Practically all the clichés and tropes are here. The super special young heroine (who is also a spoiled princess who learns humility, hard work and responsibility by being banished and having her privileges stripped) with rare magical powers is the least of them. The characters are unlikeable and horrid; not to mention wildly inconsistent, like the writing is sometimes. Most of the females are either villainous or idiotic, while the males are heroic, smart, worldly, and who actually help move the plot along. Antagonism and distrust are present everywhere, but they are especially prominent between the women and girls, who are obstacles to be overcome. I just didn't care about any of these stock archetypes I've read about a thousand times before.

Despite this being a 2021 female-led YA novel, there is still a damn love triangle - between the heroine Shiori, an arranged-marriage-prince-who-turns-out-to-be-a-good-guy (arranged marriages are a good thing, kids!), and an incredibly dangerous, shady, scheming, manipulative, pretentious, smarmy, condescending, very-possibly-a-murderer, arsehole dragon boy. He's a dragon prince whom Shiori literally has no reason to trust, much less spend time with, but the moody, inconsistent, childish "strong female character" does so anyway because the plot needs her to.

'Six Crimson Cranes' is also far too long at 454 pages, in my opinion. The worldbuilding, full of gods and demons and forbidden magic and banishments and borders, could have been more fleshed out, as well. Occasionally, the way the story is structured and paced can come across as confused, erratic, irregular and careless.

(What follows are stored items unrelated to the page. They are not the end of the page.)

//! 개별 케이스/포맷 변환 함수
//!
//! 모두 입력 문자열을 빌려 새 문자열을 만드는 순수 함수입니다.
//! 공백 처리(trim)와 `preserve` 플래그 분기는 [`super::engine`]에서 합니다.

use super::words::{map_word_tokens, split_words};

/// 단어 토큰만 대문자로 바꾸고 구분자는 그대로 둡니다
pub fn upper_words(text: &str) -> String {
    map_word_tokens(text, str::to_uppercase)
}

/// 단어 토큰만 소문자로 바꾸고 구분자는 그대로 둡니다
pub fn lower_words(text: &str) -> String {
    map_word_tokens(text, str::to_lowercase)
}

/// 첫 글자만 대문자, 나머지는 소문자
fn capitalize(word: &str) -> String {
    let mut chars = word.chars();
    match chars.next() {
        Some(first) => {
            let mut capitalized: String = first.to_uppercase().collect();
            capitalized.push_str(&chars.as_str().to_lowercase());
            capitalized
        }
        None => String::new(),
    }
}

/// 각 단어 토큰을 소문자로 바꾼 뒤 첫 글자를 대문자로 바꿉니다
pub fn title_case(text: &str) -> String {
    map_word_tokens(text, capitalize)
}

/// 전체를 소문자로 바꾼 뒤, 첫 글자와 `.` `!` `?` 줄바꿈 뒤 첫 글자를 대문자로
///
/// ```rust
/// use signcase_backend::services::case::transforms::sentence_case;
///
/// assert_eq!(sentence_case("HELLO. HOW ARE YOU?\nOK!"), "Hello. How are you?\nOk!");
/// ```
pub fn sentence_case(text: &str) -> String {
    let mut output = String::with_capacity(text.len());
    let mut capitalize_next = true;

    for c in text.to_lowercase().chars() {
        if capitalize_next && c.is_alphabetic() {
            output.extend(c.to_uppercase());
            capitalize_next = false;
        } else {
            output.push(c);
        }

        if matches!(c, '.' | '!' | '?' | '\n') {
            capitalize_next = true;
        }
    }

    output
}

/// 모든 문자의 대소문자를 반전합니다. 문자가 아닌 것은 그대로
pub fn toggle_case(text: &str) -> String {
    let mut output = String::with_capacity(text.len());

    for c in text.chars() {
        if c.is_uppercase() {
            output.extend(c.to_lowercase());
        } else if c.is_lowercase() {
            output.extend(c.to_uppercase());
        } else {
            output.push(c);
        }
    }

    output
}

/// 문자 위치에 따라 소문자/대문자를 번갈아 적용합니다
///
/// 문자가 아닌 것은 카운터를 진행시키지 않으며, 첫 문자는 소문자입니다.
pub fn alternating_case(text: &str) -> String {
    let mut output = String::with_capacity(text.len());
    let mut upper = false;

    for c in text.chars() {
        if c.is_alphabetic() {
            if upper {
                output.extend(c.to_uppercase());
            } else {
                output.extend(c.to_lowercase());
            }
            upper = !upper;
        } else {
            output.push(c);
        }
    }

    output
}

/// `helloWorld`
pub fn camel_case(text: &str) -> String {
    split_words(text)
        .into_iter()
        .enumerate()
        .map(|(index, word)| {
            if index == 0 {
                word.to_lowercase()
            } else {
                capitalize(word)
            }
        })
        .collect()
}

/// `HelloWorld`
pub fn pascal_case(text: &str) -> String {
    split_words(text).into_iter().map(capitalize).collect()
}

/// 소문자 토큰을 구분자로 연결 (`snake_case`, `kebab-case`, `dot.case`)
pub fn delimited(text: &str, delimiter: &str) -> String {
    split_words(text)
        .into_iter()
        .map(str::to_lowercase)
        .collect::<Vec<_>>()
        .join(delimiter)
}

/// 토큰을 공백 하나로 연결합니다. 각 토큰의 원래 대소문자는 유지됩니다
pub fn space_separated(text: &str) -> String {
    split_words(text).join(" ")
}
//! # Core Module
//!
//! HTTP 어댑터 전역에서 공유하는 핵심 타입을 제공합니다.
//!
//! ## 모듈 구성
//!
//! ### [`errors`] - 통합 에러 처리
//! - **AppError**: 애플리케이션 전역 에러 타입 정의
//! - **HTTP 통합**: Actix-Web ResponseError 자동 구현
//! - **자동 변환**: JSON 추출기 에러 → `AppError`
//!
//! 서명 빌더와 케이스 엔진은 순수 함수이므로 `AppError`를 반환하지 않습니다.
//! 에러는 요청 경계(핸들러)에서만 생성됩니다.

pub mod errors;

pub use errors::*;
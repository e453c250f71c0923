//! # Configuration Module
//!
//! 서비스의 설정 관리를 담당하는 모듈입니다.
//! 모든 설정값은 환경 변수에서 읽으며, `main`에서 `PROFILE`에 맞는
//! `.env` 파일을 먼저 로드합니다.
//!
//! ## 모듈 구성
//!
//! - [`server_config`] - 실행 환경, HTTP 서버, CORS, Rate Limiting 설정
//! - [`render_config`] - 서명 테마/로케일 기본값
//!
//! ## 환경 변수
//!
//! | 변수 | 기본값 | 설명 |
//! |------|--------|------|
//! | `HOST` | `127.0.0.1` | 바인딩 주소 |
//! | `PORT` | `8080` | 바인딩 포트 |
//! | `SERVER_WORKERS` | `4` | 워커 스레드 수 |
//! | `MAX_PAYLOAD_BYTES` | `2097152` | JSON 본문 최대 크기 |
//! | `CORS_ALLOWED_ORIGINS` | 로컬 개발 서버 | 콤마로 구분된 Origin 목록 |
//! | `RATE_LIMIT_PER_SECOND` | `100` | 초당 허용 요청 수 |
//! | `RATE_LIMIT_BURST_SIZE` | `200` | 버스트 허용량 |
//! | `SIGNATURE_DEFAULT_THEME` | `light` | 서명 기본 테마 |
//! | `DEFAULT_LOCALE` | `en` | 메시지 기본 로케일 |
//!
//! ## 설계 원칙
//!
//! - 설정값 파싱 실패는 패닉 대신 경고 로그 후 기본값 사용
//! - 설정 구조체는 상태가 없는 단위 구조체 + 연관 함수로 구성

pub mod server_config;
pub mod render_config;

pub use server_config::*;
pub use render_config::*;
//! 서버 및 실행 환경 설정 관리 모듈
//!
//! HTTP 바인딩, 워커 수, CORS, 요청 크기 제한, Rate Limiting 설정을
//! 환경 변수에서 읽어옵니다.

use std::env;
use std::str::FromStr;

/// 애플리케이션 실행 환경
#[derive(Debug, Clone, PartialEq)]
pub enum Environment {
    /// 개발 환경
    Development,
    /// 테스트 환경
    Test,
    /// 스테이징 환경
    Staging,
    /// 프로덕션 환경
    Production,
}

impl Environment {
    /// 현재 실행 환경을 감지합니다.
    ///
    /// `ENVIRONMENT` 환경 변수를 확인하며, 설정되지 않은 경우
    /// `Production`을 기본값으로 사용합니다.
    pub fn current() -> Self {
        Self::from_str(&env::var("ENVIRONMENT").unwrap_or_else(|_| "production".to_string()))
    }

    pub fn from_str(s: &str) -> Self {
        match s.to_lowercase().as_str() {
            "development" | "dev" => Environment::Development,
            "test" | "testing" => Environment::Test,
            "staging" | "stage" => Environment::Staging,
            _ => Environment::Production,
        }
    }

    pub fn is_production(&self) -> bool {
        matches!(self, Environment::Production)
    }
}

/// 환경 변수 값을 파싱하고, 없거나 잘못된 경우 기본값을 사용합니다
///
/// 파싱 실패는 경고 로그를 남깁니다.
fn parse_or<T>(key: &str, raw: Option<String>, default: T) -> T
where
    T: FromStr,
    T::Err: std::fmt::Display,
{
    match raw {
        Some(value) => value.trim().parse::<T>().unwrap_or_else(|e| {
            log::warn!("{} 파싱 실패: {}. 기본값 사용", key, e);
            default
        }),
        None => default,
    }
}

/// HTTP 서버 설정
pub struct ServerConfig;

impl ServerConfig {
    pub const DEFAULT_PORT: u16 = 8080;
    pub const DEFAULT_WORKERS: usize = 4;
    /// JSON 본문 최대 크기 (데이터 URI 로고를 고려한 값)
    pub const DEFAULT_MAX_PAYLOAD_BYTES: usize = 2 * 1024 * 1024;

    pub fn host() -> String {
        env::var("HOST").unwrap_or_else(|_| "127.0.0.1".to_string())
    }

    pub fn port() -> u16 {
        parse_or("PORT", env::var("PORT").ok(), Self::DEFAULT_PORT)
    }

    pub fn bind_address() -> String {
        format!("{}:{}", Self::host(), Self::port())
    }

    pub fn workers() -> usize {
        parse_or("SERVER_WORKERS", env::var("SERVER_WORKERS").ok(), Self::DEFAULT_WORKERS).max(1)
    }

    pub fn max_payload_bytes() -> usize {
        parse_or(
            "MAX_PAYLOAD_BYTES",
            env::var("MAX_PAYLOAD_BYTES").ok(),
            Self::DEFAULT_MAX_PAYLOAD_BYTES,
        )
    }

    /// CORS 허용 Origin 목록
    ///
    /// `CORS_ALLOWED_ORIGINS`에 콤마로 구분된 목록을 지정합니다.
    /// 설정되지 않은 경우 로컬 프론트엔드 개발 서버 주소를 사용합니다.
    pub fn cors_allowed_origins() -> Vec<String> {
        Self::parse_origins(env::var("CORS_ALLOWED_ORIGINS").ok())
    }

    fn parse_origins(raw: Option<String>) -> Vec<String> {
        match raw {
            Some(list) => list
                .split(',')
                .map(str::trim)
                .filter(|origin| !origin.is_empty())
                .map(str::to_string)
                .collect(),
            None => vec![
                "http://localhost:3000".to_string(),
                "http://127.0.0.1:3000".to_string(),
                "http://localhost:5173".to_string(),
                "http://127.0.0.1:5173".to_string(),
            ],
        }
    }
}

/// Rate Limiting 설정 구조체
#[derive(Debug, Clone, PartialEq)]
pub struct RateLimitConfig {
    pub per_second: u64,
    pub burst_size: u32,
}

impl RateLimitConfig {
    /// 환경변수에서 Rate Limiting 설정을 로드합니다
    ///
    /// * `RATE_LIMIT_PER_SECOND` - 초당 허용 요청 수 (기본값: 100)
    /// * `RATE_LIMIT_BURST_SIZE` - 버스트 허용량 (기본값: 200)
    ///
    /// 키 입력마다 재계산하는 UI를 고려해 기본값을 넉넉하게 둡니다.
    pub fn load() -> Self {
        let config = Self::from_values(
            env::var("RATE_LIMIT_PER_SECOND").ok(),
            env::var("RATE_LIMIT_BURST_SIZE").ok(),
        );

        log::info!("Rate Limiting 설정 로드됨: {:?}", config);
        config
    }

    fn from_values(per_second: Option<String>, burst_size: Option<String>) -> Self {
        Self {
            per_second: parse_or("RATE_LIMIT_PER_SECOND", per_second, 100u64).max(1),
            burst_size: parse_or("RATE_LIMIT_BURST_SIZE", burst_size, 200u32).max(1),
        }
    }
}
//! # HTTP Request Handlers Module
//!
//! HTTP 요청을 받아 서비스 계층을 호출하고 JSON 응답을 돌려주는 핸들러들입니다.
//! 핸들러는 상태를 갖지 않으며, 서비스 싱글톤(`Service::instance()`)을 호출합니다.
//!
//! ```text
//! Client (서명/케이스 변환 UI)
//!        │ JSON
//!        ▼
//! Handlers (이 모듈)      ← 요청 파싱, 상태 코드
//!        │
//!        ▼
//! Services               ← 테마/로케일 해석, 코어 호출
//!        │
//!        ▼
//! 순수 코어 (builder, engine, validation)
//! ```
//!
//! 에러는 모두 [`AppError`](crate::core::errors::AppError)로 반환되며
//! `{ "error": "..." }` 형식으로 직렬화됩니다.
//!
//! - **`signature`**: 서명 생성/검증/샘플
//! - **`case`**: 케이스 변환과 변환 목록

pub mod case;
pub mod signature;
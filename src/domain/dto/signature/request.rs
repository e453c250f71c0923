use serde::Deserialize;

use crate::domain::models::ContactRecord;
use crate::utils::string_utils::deserialize_optional_string;

/// 서명 렌더링 요청 DTO
///
/// `theme`/`locale`이 비어 있으면 서버 기본값(`RenderConfig`)을 사용합니다.
#[derive(Debug, Clone, Default, Deserialize)]
pub struct SignatureRequest {
    #[serde(default)]
    pub record: ContactRecord,

    #[serde(default, deserialize_with = "deserialize_optional_string")]
    pub theme: Option<String>,

    #[serde(default, deserialize_with = "deserialize_optional_string")]
    pub locale: Option<String>,
}

/// 폼 검증 전용 요청 DTO
#[derive(Debug, Clone, Default, Deserialize)]
pub struct ValidateSignatureRequest {
    #[serde(default)]
    pub record: ContactRecord,

    #[serde(default, deserialize_with = "deserialize_optional_string")]
    pub locale: Option<String>,
}
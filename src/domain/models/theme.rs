//! 서명 테마와 색상 팔레트
//!
//! 테마는 텍스트 색상(4단계)과 아이콘 선 색상만 바꾸며,
//! 레이아웃이나 조건부 렌더링 규칙에는 영향을 주지 않습니다.

use serde::{Deserialize, Serialize};
use std::str::FromStr;

/// 서명 테마 (기본값: light)
#[derive(Debug, Clone, Copy, PartialEq, Eq, Hash, Default, Serialize, Deserialize)]
#[serde(rename_all = "lowercase")]
pub enum Theme {
    #[default]
    Light,
    Dark,
}

/// 테마별 고정 색상표
///
/// `primary` → `subtle` 순으로 강조도가 낮아지는 4단계 텍스트 색상입니다.
#[derive(Debug, Clone, Copy, PartialEq, Eq)]
pub struct Palette {
    pub primary: &'static str,
    pub secondary: &'static str,
    pub muted: &'static str,
    pub subtle: &'static str,
    pub icon_stroke: &'static str,
}

const LIGHT_PALETTE: Palette = Palette {
    primary: "#111827",
    secondary: "#374151",
    muted: "#6B7280",
    subtle: "#9CA3AF",
    icon_stroke: "#111827",
};

const DARK_PALETTE: Palette = Palette {
    primary: "#F9FAFB",
    secondary: "#E5E7EB",
    muted: "#D1D5DB",
    subtle: "#9CA3AF",
    icon_stroke: "#F9FAFB",
};

impl Theme {
    pub const ALL: [Theme; 2] = [Theme::Light, Theme::Dark];

    pub fn palette(&self) -> &'static Palette {
        match self {
            Theme::Light => &LIGHT_PALETTE,
            Theme::Dark => &DARK_PALETTE,
        }
    }

    pub fn as_str(&self) -> &'static str {
        match self {
            Theme::Light => "light",
            Theme::Dark => "dark",
        }
    }
}

impl FromStr for Theme {
    type Err = String;

    fn from_str(s: &str) -> Result<Self, Self::Err> {
        match s.trim().to_lowercase().as_str() {
            "light" => Ok(Theme::Light),
            "dark" => Ok(Theme::Dark),
            _ => Err(format!("Unsupported theme: {}", s)),
        }
    }
}
//! Standards tables
//!
//! Static data the role, attribute and element queries are driven by.

mod attrs;
mod elements;
mod roles;

pub use attrs::{attr_spec, global_attrs, idref_attrs, AttrSpec, AttrType, ATTRS};
pub use elements::{element_spec, is_html_element, AllowedRoles, ElementSpec};
pub use roles::{role_spec, RoleSpec, RoleType, ROLES};
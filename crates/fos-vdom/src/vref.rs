//! Selector matching over virtual nodes

use crate::{VNodeId, VirtualNode, VirtualTree};
use fos_css::SelectorElement;

/// Element handle used for selector matching
///
/// Ancestry follows the composed tree, so `div span` matches across a shadow
/// boundary, unless the handle is scoped, in which case it stops at the
/// node's own tree scope the way `querySelectorAll` does. A frame document's
/// root never has a parent.
#[derive(Debug, Clone, Copy)]
pub struct VRef<'a> {
    pub tree: &'a VirtualTree,
    pub id: VNodeId,
    pub scoped: bool,
}

impl<'a> VRef<'a> {
    /// Composed-tree handle; `None` for text nodes
    pub fn new(tree: &'a VirtualTree, id: VNodeId) -> Option<Self> {
        tree.get(id).filter(|n| n.is_element()).map(|_| Self { tree, id, scoped: false })
    }

    /// Handle whose ancestry ends at its tree scope
    pub fn scoped(tree: &'a VirtualTree, id: VNodeId) -> Option<Self> {
        Self::new(tree, id).map(|r| Self { scoped: true, ..r })
    }

    fn node(&self) -> Option<&'a VirtualNode> {
        self.tree.get(self.id)
    }

    fn with(&self, id: VNodeId) -> Self {
        Self { id, ..*self }
    }

    /// Element siblings sharing the parent and scope
    fn siblings(&self) -> Vec<VNodeId> {
        let Some(node) = self.node() else {
            return Vec::new();
        };
        let Some(parent) = node.parent else {
            return vec![self.id];
        };
        self.tree
            .element_children(parent)
            .filter(|c| self.tree.get(*c).is_some_and(|n| n.scope == node.scope))
            .collect()
    }

    fn sibling(&self, offset: isize) -> Option<Self> {
        let siblings = self.siblings();
        let index = siblings.iter().position(|s| *s == self.id)? as isize + offset;
        usize::try_from(index)
            .ok()
            .and_then(|i| siblings.get(i))
            .map(|id| self.with(*id))
    }
}

impl SelectorElement for VRef<'_> {
    fn local_name(&self) -> &str {
        self.node().map(VirtualNode::node_name).unwrap_or("")
    }

    fn attr(&self, name: &str) -> Option<&str> {
        self.node()?.attr(name)
    }

    fn parent_element(&self) -> Option<Self> {
        let node = self.node()?;
        let parent = node.parent?;
        let parent_node = self.tree.get(parent)?;
        if parent_node.scope == node.scope {
            return Some(self.with(parent));
        }
        if parent_node.frame.is_some() {
            return None;
        }
        if !self.scoped {
            return Some(self.with(parent));
        }
        // Slotted nodes find their light-tree parent above the slot
        self.tree
            .ancestors(self.id)
            .find(|a| self.tree.get(*a).is_some_and(|n| n.scope == node.scope))
            .map(|a| self.with(a))
    }

    fn prev_sibling_element(&self) -> Option<Self> {
        self.sibling(-1)
    }

    fn next_sibling_element(&self) -> Option<Self> {
        self.sibling(1)
    }

    fn first_child_element(&self) -> Option<Self> {
        let node = self.node()?;
        self.tree
            .element_children(self.id)
            .find(|c| !self.scoped || self.tree.get(*c).is_some_and(|n| n.scope == node.scope))
            .map(|c| self.with(c))
    }

    fn is_empty(&self) -> bool {
        self.tree.children(self.id).iter().all(|c| {
            self.tree
                .get(*c)
                .is_some_and(|n| n.is_text() && n.node_value().is_none_or(str::is_empty))
        })
    }

    fn is_html(&self) -> bool {
        self.node().is_some_and(VirtualNode::is_html)
    }
}
impl FlowContext<'_> {
    fn layout_root(&mut self, html: NodeId) {
        if self.tree.element(html).is_none() {
            return;
        }
        let style = self.resolver.compute_style(self.tree, html, None);
        if style.display() == Display::None {
            return;
        }
        let viewport = self.viewport;
        self.layout_element(html, &style, (viewport.x, viewport.y), viewport.width, Some(viewport.height), viewport);
    }

    /// Children to lay out, with `display: contents` flattened and hidden boxes dropped
    fn collect_items(&self, id: NodeId, style: &ComputedStyle, out: &mut Vec<Item>) {
        for child in self.tree.composed_children(id) {
            match self.tree.get(child).map(|n| &n.data) {
                Some(NodeData::Text(text)) if !text.trim().is_empty() => {
                    out.push(Item::Text(text.clone(), style.font_size()));
                }
                Some(NodeData::Element(_)) => {
                    let child_style = self.resolver.compute_style(self.tree, child, Some(style));
                    match child_style.display() {
                        Display::None => {}
                        Display::Contents => self.collect_items(child, &child_style, out),
                        _ => out.push(Item::Element(child, child_style)),
                    }
                }
                _ => {}
            }
        }
    }

    fn items(&self, id: NodeId, style: &ComputedStyle) -> Vec<Item> {
        let mut items = Vec::new();
        self.collect_items(id, style, &mut items);
        items
    }

    /// Lay out an element with its margin box at `origin`. Returns the margin box.
    fn layout_element(
        &mut self,
        id: NodeId,
        style: &ComputedStyle,
        origin: (f64, f64),
        available_width: f64,
        containing_height: Option<f64>,
        positioned: DOMRect,
    ) -> DOMRect {
        let display = style.display();
        let position = style.position();
        let mut margin = EdgeSizes::from_style(style, "margin", available_width);
        let border = EdgeSizes::border(style);
        let padding = EdgeSizes::from_style(style, "padding", available_width);
        let frame = margin.horizontal() + border.horizontal() + padding.horizontal();

        let intrinsic = self.intrinsic_size(id, style);
        let out_of_flow = matches!(position, Position::Absolute | Position::Fixed);
        let shrink = out_of_flow || display.is_inline_level() || display == Display::TableCell;
        let explicit_width = style.length_px("width", available_width).or(intrinsic.map(|size| size.0));
        let width = match explicit_width {
            Some(width) => width,
            None if shrink => self.preferred_width(id, style).min((available_width - frame).max(0.0)),
            None => (available_width - frame).max(0.0),
        };
        if explicit_width.is_some()
            && !shrink
            && style.get("margin-left") == Some("auto")
            && style.get("margin-right") == Some("auto")
        {
            let free = (available_width - width - border.horizontal() - padding.horizontal()).max(0.0);
            margin.left = free / 2.0;
            margin.right = free / 2.0;
        }
        let explicit_height = resolve_height(style, containing_height).or(intrinsic.map(|size| size.1));

        let content_x = origin.0 + margin.left + border.left + padding.left;
        let content_y = origin.1 + margin.top + border.top + padding.top;
        let child_positioned = if position == Position::Static {
            positioned
        } else {
            DOMRect::from_xywh(
                content_x - padding.left,
                content_y - padding.top,
                width + padding.horizontal(),
                explicit_height.unwrap_or(0.0) + padding.vertical(),
            )
        };

        // Reserve the slot so boxes stay in document order
        let index = self.boxes.len();
        self.boxes.push(LayoutBox {
            node: id,
            box_type: BoxType::for_display(display, intrinsic.is_some()),
            dimensions: BoxDimensions::default(),
            geometry: ElementGeometry::default(),
        });

        let content = DOMRect::from_xywh(content_x, content_y, width, explicit_height.unwrap_or(0.0));
        let (content_height, extent) = if intrinsic.is_some() {
            (0.0, Extent::new(content))
        } else {
            self.layout_children(id, style, content, explicit_height, child_positioned)
        };

        let dimensions = BoxDimensions {
            content: DOMRect::from_xywh(content_x, content_y, width, explicit_height.unwrap_or(content_height)),
            padding,
            border,
            margin,
        };
        let padding_box = dimensions.padding_box();
        let geometry = ElementGeometry {
            border_box: dimensions.border_box(),
            client_width: padding_box.width,
            client_height: padding_box.height,
            scroll_top: 0.0,
            scroll_left: 0.0,
            scroll_width: padding_box.width.max(extent.right + padding.right - padding_box.x),
            scroll_height: padding_box.height.max(extent.bottom + padding.bottom - padding_box.y),
        };
        if let Some(slot) = self.boxes.get_mut(index) {
            slot.dimensions = dimensions;
            slot.geometry = geometry;
        }
        dimensions.margin_box()
    }

    /// Flow children inside `content`. Returns the used content height and extent.
    fn layout_children(
        &mut self,
        id: NodeId,
        style: &ComputedStyle,
        content: DOMRect,
        definite_height: Option<f64>,
        positioned: DOMRect,
    ) -> (f64, Extent) {
        let display = style.display();
        let row = display == Display::TableRow
            || (matches!(display, Display::Flex | Display::InlineFlex)
                && !style.get_or("flex-direction", "row").starts_with("column"));
        let wrap = style.get_or("flex-wrap", "nowrap") == "wrap";

        let mut extent = Extent::new(content);
        let mut cursor_y = content.y;
        let mut ifc: Option<InlineFormattingContext> = None;
        let new_ifc = |y: f64| {
            let ifc = InlineFormattingContext::new(content.width, content.x, y);
            if row && !wrap { ifc.without_wrapping() } else { ifc }
        };

        for item in self.items(id, style) {
            match item {
                Item::Text(text, font_size) => {
                    ifc.get_or_insert_with(|| new_ifc(cursor_y)).add_text(
                        &text,
                        font_size * CHAR_WIDTH_EM,
                        font_size * LINE_HEIGHT_EM,
                    );
                }
                Item::Element(child, child_style) => {
                    let mark = self.boxes.len();
                    match child_style.position() {
                        Position::Absolute | Position::Fixed => {
                            let static_y = ifc.as_ref().map(|i| i.cursor_y()).unwrap_or(cursor_y);
                            self.layout_positioned(child, &child_style, positioned, (content.x, static_y));
                            continue;
                        }
                        _ => {}
                    }
                    let margin_box = if row || child_style.display().is_inline_level() {
                        let laid = self.layout_element(child, &child_style, (0.0, 0.0), content.width, definite_height, positioned);
                        let (x, y) = ifc
                            .get_or_insert_with(|| new_ifc(cursor_y))
                            .add_inline_box(laid.width, laid.height);
                        self.translate_boxes(mark, x, y);
                        laid.offset(x, y)
                    } else {
                        if let Some(done) = ifc.take() {
                            cursor_y = finish_lines(done, cursor_y, &mut extent);
                        }
                        let laid = self.layout_element(child, &child_style, (content.x, cursor_y), content.width, definite_height, positioned);
                        cursor_y = laid.bottom();
                        laid
                    };
                    extent.include(margin_box);

                    if child_style.position() == Position::Relative {
                        let dx = child_style
                            .length_px("left", content.width)
                            .or_else(|| child_style.length_px("right", content.width).map(|r| -r))
                            .unwrap_or(0.0);
                        let dy = child_style
                            .length_px("top", definite_height.unwrap_or(0.0))
                            .or_else(|| child_style.length_px("bottom", definite_height.unwrap_or(0.0)).map(|b| -b))
                            .unwrap_or(0.0);
                        self.translate_boxes(mark, dx, dy);
                    }
                }
            }
        }
        if let Some(done) = ifc.take() {
            cursor_y = finish_lines(done, cursor_y, &mut extent);
        }
        (cursor_y - content.y, extent)
    }

    /// Absolutely positioned and fixed boxes; they take no space in the flow
    fn layout_positioned(&mut self, id: NodeId, style: &ComputedStyle, positioned: DOMRect, static_position: (f64, f64)) {
        let containing = if style.position() == Position::Fixed {
            self.viewport
        } else {
            positioned
        };
        let mark = self.boxes.len();
        let laid = self.layout_element(id, style, (0.0, 0.0), containing.width, Some(containing.height), containing);

        let left = style.length_px("left", containing.width);
        let right = style.length_px("right", containing.width);
        let top = style.length_px("top", containing.height);
        let bottom = style.length_px("bottom", containing.height);
        let x = match (left, right) {
            (Some(left), _) => containing.x + left,
            (None, Some(right)) => containing.right() - right - laid.width,
            _ => static_position.0,
        };
        let y = match (top, bottom) {
            (Some(top), _) => containing.y + top,
            (None, Some(bottom)) => containing.bottom() - bottom - laid.height,
            _ => static_position.1,
        };
        self.translate_boxes(mark, x, y);
    }

    fn translate_boxes(&mut self, from: usize, dx: f64, dy: f64) {
        if dx == 0.0 && dy == 0.0 {
            return;
        }
        for layout_box in self.boxes.iter_mut().skip(from) {
            layout_box.translate(dx, dy);
        }
    }

    /// Content size of replaced elements
    fn intrinsic_size(&self, id: NodeId, style: &ComputedStyle) -> Option<(f64, f64)> {
        let element = self.tree.element(id)?;
        let attr_px = |name: &str| {
            element
                .get_attr(name)
                .and_then(|v| v.trim().trim_end_matches("px").parse::<f64>().ok())
        };
        let line = style.font_size() * LINE_HEIGHT_EM;
        let sized = |width: f64, height: f64| Some((attr_px("width").unwrap_or(width), attr_px("height").unwrap_or(height)));

        match element.name.as_str() {
            "img" => sized(0.0, 0.0),
            "input" => match element.get_attr("type").unwrap_or("text").to_ascii_lowercase().as_str() {
                "checkbox" | "radio" => Some((13.0, 13.0)),
                "range" => Some((129.0, 16.0)),
                "color" => Some((50.0, 27.0)),
                "image" => sized(0.0, 0.0),
                "submit" | "reset" | "button" => {
                    let label = element.get_attr("value").unwrap_or("Submit");
                    Some((text_width(label, style.font_size()) + 16.0, line + 4.0))
                }
                _ => Some((150.0, line + 4.0)),
            },
            "select" => Some((120.0, line + 4.0)),
            "textarea" => Some((180.0, line * 2.0 + 4.0)),
            "meter" | "progress" => Some((80.0, 16.0)),
            "iframe" | "frame" | "video" | "canvas" | "embed" | "object" | "svg" => sized(300.0, 150.0),
            _ => None,
        }
    }

    /// Max-content width of the content box
    fn preferred_width(&self, id: NodeId, style: &ComputedStyle) -> f64 {
        if let Some(width) = style.length_px("width", 0.0) {
            return width;
        }
        if let Some((width, _)) = self.intrinsic_size(id, style) {
            return width;
        }
        let display = style.display();
        let row = display == Display::TableRow || matches!(display, Display::Flex | Display::InlineFlex);

        let mut widest: f64 = 0.0;
        let mut run = 0.0;
        for item in self.items(id, style) {
            match item {
                Item::Text(text, font_size) => run += text_width(&text, font_size),
                Item::Element(child, child_style) => {
                    if matches!(child_style.position(), Position::Absolute | Position::Fixed) {
                        continue;
                    }
                    let outer = self.preferred_width(child, &child_style)
                        + EdgeSizes::from_style(&child_style, "margin", 0.0).horizontal()
                        + EdgeSizes::border(&child_style).horizontal()
                        + EdgeSizes::from_style(&child_style, "padding", 0.0).horizontal();
                    if row || child_style.display().is_inline_level() {
                        run += outer;
                    } else {
                        widest = widest.max(run).max(outer);
                        run = 0.0;
                    }
                }
            }
        }
        widest.max(run)
    }
}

There is no LBGTQ content, as far as I could spot.

To be fair, it might be that I've misunderstood a lot of the book through skimming. However, I know enough about its plot progressions, convolutions, clichés and twists to be annoyed at them. Besides, if the first hundred pages didn't impress me and keep me interested enough to read further, then it is likely I wouldn't have cared about the rest of the book if read more properly. I am not obliged to make myself finish something I'm not enjoying. No one is forcing me to, and I am not wasting my time and energy over it.

And while I praise the Asian-inspired setting and culture, I never cared for the Grimm's fairy tale that it is based on, so that might have been an extra factor in my indifference to 'Six Crimson Cranes'.

It's such a shame, too, because the UK cover is breathtakingly gorgeous - it's the main reason I wanted to buy it. I wish there had been something special within its pages; something as akin to treasure inside the book as its beautiful chest. I wish I'd trusted my instincts and didn't waste my money. It turned out to be yet another sloppy, been-there-done-that book. I should have known, and not be fooled by the cover.

In the interest of fairness, I won't rate 'Six Crimson Cranes'. But I'm done.